Screening and development of molecules targeting presynaptic SNARE protein-protein interactions as novel pharmacological strategy in schizophrenia and other mental illnesses Schizophrenia is one of the major disabling mental disorders with a worldwide prevalence of about one percent. Although the cause  of schizophrenia remains unclear, converging data indicate that dysfunctions altering neurotransmitter levels in the synaptic cleft, the tiny space between nerve cells in which nerve impulses are conducted, might be at the core of this disorder. In presynaptic cells, neurotransmitter release is governed by SNARE (soluble N-ethylmaleimide-sensitive factor attachment protein receptor).  Findings in the schizophrenic postmortem brain have revealed increased SNARE protein-protein interactions, which may explain the unbalanced neurotransmitter levels in schizophrenia, and reduced SNARE complexes in antipsychotic-treated patients. In accordance, genetic differences in SNARE-coding genes have been associated with schizophrenia.

Despite the growing evidence involving presynaptic dysfunction in mental illnesses, no attempts have been made to develop a pharmacological approach targeting the SNARE complex. Furthermore, the sole active agent against SNARE proteins, Botox cannot be used due to its irreversible, and lethal effects, presenting a challenge to finding SNARE-interfering compounds and pharmaceutically treating schizophrenia.

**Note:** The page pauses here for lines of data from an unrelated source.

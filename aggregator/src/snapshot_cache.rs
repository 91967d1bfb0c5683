use std::{sync::Arc, time::Duration};

use chrono::{DateTime, Utc};
use telemetry_core::snapshot::Snapshot;

use crate::ttl_cache::TtlCell;

/// The most recent snapshot, served without recomputation while it is fresh.
pub struct SnapshotCache {
    cell: TtlCell<Snapshot>,
}

impl SnapshotCache {
    pub const DEFAULT_TTL: Duration = Duration::from_secs(30);

    pub fn new(ttl: Duration) -> Self {
        SnapshotCache {
            cell: TtlCell::new(ttl),
        }
    }

    /// The cached snapshot if it is younger than the TTL.
    pub fn get(&self) -> Option<Arc<Snapshot>> {
        self.cell.get()
    }

    /// Caches `snapshot` unless a snapshot captured later is already cached.
    ///
    /// Returns whichever snapshot is cached afterwards. This matches the store, which
    /// also keeps the latest `captured_at` when refreshes finish out of order.
    pub fn set(&self, snapshot: Snapshot) -> Arc<Snapshot> {
        let captured_at = snapshot.captured_at;
        self.cell
            .set_if(snapshot, |current| current.captured_at <= captured_at)
    }

    /// When the cache was last written, fresh or not.
    pub fn last_update(&self) -> Option<DateTime<Utc>> {
        self.cell.stored_at_utc()
    }

    pub fn ttl(&self) -> Duration {
        self.cell.ttl()
    }
}

impl Default for SnapshotCache {
    fn default() -> Self {
        Self::new(Self::DEFAULT_TTL)
    }
}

Against this background, the objective of Dr. Ramos-Miguel’s clinical research project is to find SNARE-interfering compounds, and further address their potential benefits in the pharmacological management of schizophrenia.

To meet this goal, an  agreement involving UBC, the Centre for Drug Research and Development (CDRD), and Roche-Canada, will allow Dr. Ramos-Miguel’s team to  screen the company’s largest library, containing more than one million compounds. Additionally, an immunoassay-derived method has been automated for high throughput screening of compounds modifying SNARE interactions. This assay successfully screened the CDRD 26,000-compound library, and identified at least two SNARE “inhibitors”. Further hits from the screening project will be subjected to a number of preclinical tests, including immunological, electrophysiological, toxicological and behavioral assays.

Identification of SNARE-interfering substances may have potential to improve pharmacological treatment of schizophrenia through a completely novel strategy.